Doch die gute Absicht und die harte Praxis prallten gleich aufeinander. Bei einer der ersten Entscheidungen brach ein Konflikt aus, der an den Rand des Koalitionsbruchs führte. Die Lieferung eines deutschen Testpanzers an die türkische Armee wurde zum Testfall. Am Ende des Streits stand die Verabredung, einen schon vorliegenden, ziemlich weichen Entwurf neuer Rüstungsexport-Richtlinien zu überarbeiten, also: ihn zu verschärfen. Das ist nun geschehen. Aber wie bei allen politischen Grundsätzen, die nicht mehr als Absichtserklärungen sind, kommt es nun darauf an, wie sie ausgelegt und umgesetzt werden. Die Genehmigungsbehörde, das Bundesausfuhramt, wird die veränderten Regeln nur dann restriktiv anwenden, wenn sie aus Berlin den echten politischen Willen spürt, vorhandene Interpretations- und Ermessensspielräume zu verengen und zu kontrollieren.

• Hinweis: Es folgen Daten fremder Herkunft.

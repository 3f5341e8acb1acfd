use {
    super::Repository,
    crate::kernel::entities::AuctionId,
};

impl Repository {
    pub async fn clear_bid_input(&self, auction_id: AuctionId) {
        self.in_memory_store
            .bid_inputs
            .write()
            .await
            .remove(&auction_id);
    }
}
use {
    super::Service,
    crate::auction::entities::Snapshot,
};

impl Service {
    pub fn get_snapshot(&self) -> Snapshot {
        self.repo.get_snapshot()
    }
}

Der neue Text hat im Vergleich mit der vorigen Fassung unübersehbare Vorzüge. Das Kriterium der Menschenrechte ist mehrfach stark verankert, ebenso wie der nicht weniger wichtige Zusammenhang, dass ein Land seine wirtschaftlichen und sozialen Entwicklungschancen nicht durch Rüstungskäufe schmälern soll. Deutlich verbessert ist die Kontrolle des Endverbleibs exportierter Waffen, für Verstöße werden Sanktionen eingeführt. Neuerdings kann die Bundesregierung bei Rüstungskooperationen mit anderen Ländern sogar eingreifen, wenn die Partner in Regionen liefern wollen, die von den deutschen Vorschriften ausgeschlossen wären.

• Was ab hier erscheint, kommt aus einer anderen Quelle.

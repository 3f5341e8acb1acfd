pub mod contracts;
pub mod entities;
pub mod rpc;
pub mod units;
pub mod wallet;
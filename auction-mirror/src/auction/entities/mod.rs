mod auction;
mod session;
mod snapshot;
mod subscription;
mod top_state;

pub use {
    auction::*,
    session::*,
    snapshot::*,
    subscription::*,
    top_state::*,
};

#[cfg(test)]
pub use auction::tests::sample_auction;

Es gibt aber auch unverkennbare Nachteile. So werden verschiedene Ländergruppen gebildet, was in Einzelfällen problematisch sein kann: Die Erde lässt sich heute nicht mehr wie zu Zeiten des Kalten Kriegs nach dem Schwarz-weiß-Muster in gute und böse Staaten einteilen, sondern die Grauzonen haben sich vergrößert. Bei den Kooperationen tun sich Schlupflöcher auf. Und dass bei Zulieferungen von Teilen zum Einbau in fremde Waffensysteme auf Mitsprache verzichtet wurde, ist ein bedauerlicher Mangel.

Entscheidend für die öffentliche Nachvollziehbarkeit von Rüstungsausfuhren wird sein, wie die Berichte aussehen, die die Bundesregierung dem Parlament künftig jährlich vorlegen will. Daran lässt sich messen, wie ernst die neuen Formulierungen gemeint sind: Ob die Regeln nur schöner klingen oder auch schärfer sind und ob sich die nüchterne Praxis an den Geist der neuen Richtlinien halten wird.